Читаем Синухе-египтянин полностью

Вот так я отправился вместе с Эйе к проклятому фараону в Ахетатон; но и до Хоремхеба в Танис успели дойти известия о том, что произошло в Фивах и что происходило повсюду на обоих берегах потока, и, спешно снарядив военные суда, он помчался на всех парусах вверх по реке в Ахетатон. По мере его продвижения вверх, города и селения на том и этом берегах успокаивались, открывались храмы, воздвигались на прежних местах изваяния богов, и крокодилы, как я полагаю, снова должны были петь ему хвалу. Но Хоремхеб очень спешил: ему надо было успеть добраться до Ахетатона в одно время с Эйе, ибо он намерен был бороться за власть, и поэтому он прощал всех рабов, сложивших оружие, и всех тех, кто по доброй воле менял крест Атона на рог Амона. Народ превозносил его за милосердие, происходившее, однако, вовсе не от милости сердца, а из желания сберечь людей, способных носить оружие, для будущей войны. Жрецы также славили его во всех храмах на обоих берегах реки там, где продвигались его корабли, ибо он открывал закрытые храмы, воздвигал поверженные изображения богов и иногда даже совершал жертвоприношения – когда задувал хороший попутный ветер.

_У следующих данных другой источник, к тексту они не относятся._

use sea_orm_migration::prelude::*;

#[derive(DeriveIden)]
enum TelegramCredentials {
    Table,
    UserId,
    ApiId,
    ApiHash,
    CreatedAt,
    UpdatedAt,
}

#[derive(DeriveIden)]
enum ApiKeys {
    Table,
    Id,
    UserId,
    Service,
    ApiKey,
    CreatedAt,
    UpdatedAt,
}

#[derive(DeriveIden)]
enum QrLoginTokens {
    Table,
    Token,
    UserId,
    Status,
    SessionId,
    ExpiresAt,
    CreatedAt,
    CompletedAt,
}

#[derive(DeriveIden)]
enum TelegramSessions {
    Table,
    UserId,
    SessionId,
    Method,
    CreatedAt,
}

#[derive(DeriveMigrationName)]
pub struct Migration;

#[async_trait::async_trait]
impl MigrationTrait for Migration {
    async fn up(&self, manager: &SchemaManager) -> Result<(), DbErr> {
        manager
            .create_table(
                Table::create()
                    .table(TelegramCredentials::Table)
                    .if_not_exists()
                    .col(
                        ColumnDef::new(TelegramCredentials::UserId)
                            .big_integer()
                            .not_null()
                            .primary_key(),
                    )
                    .col(ColumnDef::new(TelegramCredentials::ApiId).string().not_null())
                    .col(ColumnDef::new(TelegramCredentials::ApiHash).string().not_null())
                    .col(
                        ColumnDef::new(TelegramCredentials::CreatedAt)
                            .timestamp_with_time_zone()
                            .default(Expr::current_timestamp()),
                    )
                    .col(
                        ColumnDef::new(TelegramCredentials::UpdatedAt)
                            .timestamp_with_time_zone()
                            .default(Expr::current_timestamp()),
                    )
                    .to_owned(),
            )
            .await?;

        manager
            .create_table(
                Table::create()
                    .table(ApiKeys::Table)
                    .if_not_exists()
                    .col(
                        ColumnDef::new(ApiKeys::Id)
                            .big_integer()
                            .not_null()
                            .auto_increment()
                            .primary_key(),
                    )
                    .col(ColumnDef::new(ApiKeys::UserId).big_integer().not_null())
                    .col(ColumnDef::new(ApiKeys::Service).string().not_null())
                    .col(ColumnDef::new(ApiKeys::ApiKey).text().not_null())
                    .col(
                        ColumnDef::new(ApiKeys::CreatedAt)
                            .timestamp_with_time_zone()
                            .default(Expr::current_timestamp()),
                    )
                    .col(
                        ColumnDef::new(ApiKeys::UpdatedAt)
                            .timestamp_with_time_zone()
                            .default(Expr::current_timestamp()),
                    )
                    .to_owned(),
            )
            .await?;

        manager
            .create_index(
                Index::create()
                    .if_not_exists()
                    .name("idx_api_keys_user_service_unique")
                    .table(ApiKeys::Table)
                    .col(ApiKeys::UserId)
                    .col(ApiKeys::Service)
                    .unique()
                    .to_owned(),
            )
            .await?;

        // QR login tokens: pending -> completed, never back
        manager
            .create_table(
                Table::create()
                    .table(QrLoginTokens::Table)
                    .if_not_exists()
                    .col(
                        ColumnDef::new(QrLoginTokens::Token)
                            .uuid()
                            .not_null()
                            .primary_key(),
                    )
                    .col(ColumnDef::new(QrLoginTokens::UserId).big_integer().not_null())
                    .col(
                        ColumnDef::new(QrLoginTokens::Status)
                            .string()
                            .not_null()
                            .default("pending"),
                    )
                    .col(ColumnDef::new(QrLoginTokens::SessionId).text().null())
                    .col(
                        ColumnDef::new(QrLoginTokens::ExpiresAt)
                            .timestamp_with_time_zone()
                            .not_null(),
                    )
                    .col(
                        ColumnDef::new(QrLoginTokens::CreatedAt)
                            .timestamp_with_time_zone()
                            .default(Expr::current_timestamp()),
                    )
                    .col(
                        ColumnDef::new(QrLoginTokens::CompletedAt)
                            .timestamp_with_time_zone()
                            .null(),
                    )
                    .to_owned(),
            )
            .await?;

        manager
            .create_index(
                Index::create()
                    .if_not_exists()
                    .name("idx_qr_login_tokens_user")
                    .table(QrLoginTokens::Table)
                    .col(QrLoginTokens::UserId)
                    .to_owned(),
            )
            .await?;

        manager
            .create_index(
                Index::create()
                    .if_not_exists()
                    .name("idx_qr_login_tokens_expires_at")
                    .table(QrLoginTokens::Table)
                    .col(QrLoginTokens::ExpiresAt)
                    .to_owned(),
            )
            .await?;

        manager
            .create_table(
                Table::create()
                    .table(TelegramSessions::Table)
                    .if_not_exists()
                    .col(
                        ColumnDef::new(TelegramSessions::UserId)
                            .big_integer()
                            .not_null()
                            .primary_key(),
                    )
                    .col(ColumnDef::new(TelegramSessions::SessionId).text().not_null())
                    .col(ColumnDef::new(TelegramSessions::Method).string().not_null())
                    .col(
                        ColumnDef::new(TelegramSessions::CreatedAt)
                            .timestamp_with_time_zone()
                            .default(Expr::current_timestamp()),
                    )
                    .to_owned(),
            )
            .await?;

        Ok(())
    }

    async fn down(&self, manager: &SchemaManager) -> Result<(), DbErr> {
        manager
            .drop_table(Table::drop().table(TelegramSessions::Table).to_owned())
            .await?;
        manager
            .drop_table(Table::drop().table(QrLoginTokens::Table).to_owned())
            .await?;
        manager
            .drop_table(Table::drop().table(ApiKeys::Table).to_owned())
            .await?;
        manager
            .drop_table(Table::drop().table(TelegramCredentials::Table).to_owned())
            .await
    }
}
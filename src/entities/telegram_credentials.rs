use chrono::{DateTime, Utc};
use sea_orm::entity::prelude::*;

#[derive(Clone, Debug, PartialEq, DeriveEntityModel, Eq)]
#[sea_orm(table_name = "telegram_credentials")]
pub struct Model {
    #[sea_orm(primary_key, auto_increment = false)]
    pub user_id: i64,
    pub api_id: String,
    pub api_hash: String,
    pub created_at: Option<DateTime<Utc>>,
    pub updated_at: Option<DateTime<Utc>>,
}

#[derive(Copy, Clone, Debug, EnumIter, DeriveRelation)]
pub enum Relation {}

impl ActiveModelBehavior for ActiveModel {}
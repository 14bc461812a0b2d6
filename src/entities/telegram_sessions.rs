use chrono::{DateTime, Utc};
use sea_orm::entity::prelude::*;
use sea_orm::{DeriveActiveEnum, EnumIter};
use serde::{Deserialize, Serialize};
use utoipa::ToSchema;

/// How the Telegram session was obtained.
#[derive(
    Debug, Clone, Copy, Serialize, Deserialize, PartialEq, Eq, ToSchema, DeriveActiveEnum, EnumIter,
)]
#[sea_orm(rs_type = "String", db_type = "String(Some(16))")]
#[serde(rename_all = "snake_case")]
pub enum SessionMethod {
    #[sea_orm(string_value = "qr")]
    Qr,
    #[sea_orm(string_value = "phone")]
    Phone,
    #[sea_orm(string_value = "credentials")]
    Credentials,
}

#[derive(Clone, Debug, PartialEq, DeriveEntityModel, Eq)]
#[sea_orm(table_name = "telegram_sessions")]
pub struct Model {
    #[sea_orm(primary_key, auto_increment = false)]
    pub user_id: i64,
    #[sea_orm(column_type = "Text")]
    pub session_id: String,
    pub method: SessionMethod,
    pub created_at: Option<DateTime<Utc>>,
}

#[derive(Copy, Clone, Debug, EnumIter, DeriveRelation)]
pub enum Relation {}

impl ActiveModelBehavior for ActiveModel {}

Но Ахетатон стал заклятым местом: жрецы и «рога» сторожили все ведущие к нему дороги и лишали жизни всякого, кто пытался бежать оттуда и не соглашался сменить крест на рог и принести жертву Амону. Так они перегородили реку медными цепями, чтобы воспрепятствовать тем, кому вздумалось бы бежать по воде. Беглецы, по большей части, охотно приносили жертву Амону и от души проклинали Атона, потому что, бывшие жители его города, они по горло были им сыты. Я не узнал Ахетатона, увидев его с палубы корабля: он был мертвенно тих, цветы исчезли из его садов, а зеленая трава пожухла, ибо никто больше не поливал ее. Птицы не пели на желтых, опаленных солнцем деревьях, и повсюду витал сладковатый, страшный запах проклятия, возникший неведомо как и откуда. Оставленные дома вельмож опустели – слуги из этих домов были первыми, кто бежал отсюда, но каменотесы и камнеломы тоже ушли, бросив все, даже кухонную утварь, ибо никто не решался забирать что-либо из проклятого города. Собаки, отвыв положенный срок, сдохли в своих будках, а лошади умерли от голода в стойлах, ибо бежавшие служители конюшен подрезали у них жилы на ногах. Так прекрасный Ахетатон умер, и я почувствовал дыхание смерти, когда вступил в него.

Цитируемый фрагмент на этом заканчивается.